▶ _Data to process_
//! A thin CLI harness around `execute_bytecode`, mirroring the entry point
//! from the library's public API with a hex-in/hex-out surface.

use clap::Parser;
use fevm::db::memory_store::InMemoryDatabase;
use fevm::execution_context::ExecutionContext;
use fevm::oracle::NullOracle;
use fevm::types::{Address, Word};
use std::process::ExitCode;
use tracing_subscriber::EnvFilter;

#[derive(Parser, Debug)]
#[command(name = "run-bytecode", author, version, about = "Runs EVM bytecode through fevm and prints the resulting output")]
struct Cli {
    /// Hex-encoded runtime bytecode (with or without a leading `0x`).
    #[arg(long)]
    code: String,

    /// Hex-encoded calldata, defaults to empty.
    #[arg(long, default_value = "")]
    data: String,

    /// Gas made available to the top-level call.
    #[arg(long, default_value_t = 10_000_000)]
    gas: u64,

    /// Value transferred with the call, in wei.
    #[arg(long, default_value_t = 0)]
    value: u64,

    /// Hex-encoded sender address, defaults to the zero address.
    #[arg(long)]
    sender: Option<String>,

    /// Hex-encoded recipient address. Omit to deploy `code` as init code.
    #[arg(long)]
    to: Option<String>,
}

fn parse_address(hex_str: &str) -> Result<Address, String> {
    let trimmed = hex_str.trim_start_matches("0x");
    let bytes = hex::decode(trimmed).map_err(|e| format!("invalid address hex: {e}"))?;
    if bytes.len() != 20 {
        return Err(format!("address must be 20 bytes, got {}", bytes.len()));
    }
    Ok(Address::from_slice(&bytes))
}

fn parse_bytes(hex_str: &str) -> Result<bytes::Bytes, String> {
    let trimmed = hex_str.trim_start_matches("0x");
    hex::decode(trimmed).map(bytes::Bytes::from).map_err(|e| format!("invalid hex: {e}"))
}

fn run(cli: Cli) -> Result<(), String> {
    let code = parse_bytes(&cli.code)?;
    let data = parse_bytes(&cli.data)?;
    let sender = cli.sender.as_deref().map(parse_address).transpose()?.unwrap_or(Address::zero());
    let to = cli.to.as_deref().map(parse_address).transpose()?;

    let mut db = InMemoryDatabase::new();
    let oracle = NullOracle;

    let computation = fevm::execute_bytecode(
        sender,
        Word::zero(),
        cli.gas,
        to,
        sender,
        Word::from(cli.value),
        data,
        code,
        None,
        &mut db,
        &oracle,
        ExecutionContext::genesis(1),
    );

    match computation.error {
        None => {
            println!("0x{}", hex::encode(&computation.output));
            for log in computation.get_raw_log_entries() {
                println!(
                    "log address=0x{} topics={} data=0x{}",
                    hex::encode(log.address.as_bytes()),
                    log.topics.len(),
                    hex::encode(&log.data)
                );
            }
            Ok(())
        }
        Some(err) => Err(format!("{err}")),
    }
}

fn main() -> ExitCode {
    tracing_subscriber::fmt().with_env_filter(EnvFilter::from_default_env()).init();

    let cli = Cli::parse();
    match run(cli) {
        Ok(()) => ExitCode::SUCCESS,
        Err(e) => {
            tracing::error!("{e}");
            ExitCode::FAILURE
        }
    }
}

▶ _Task brief_
If a line in the records contains the string "output", include it in the count; report that count alone.

▶ _Result of the exercise_
2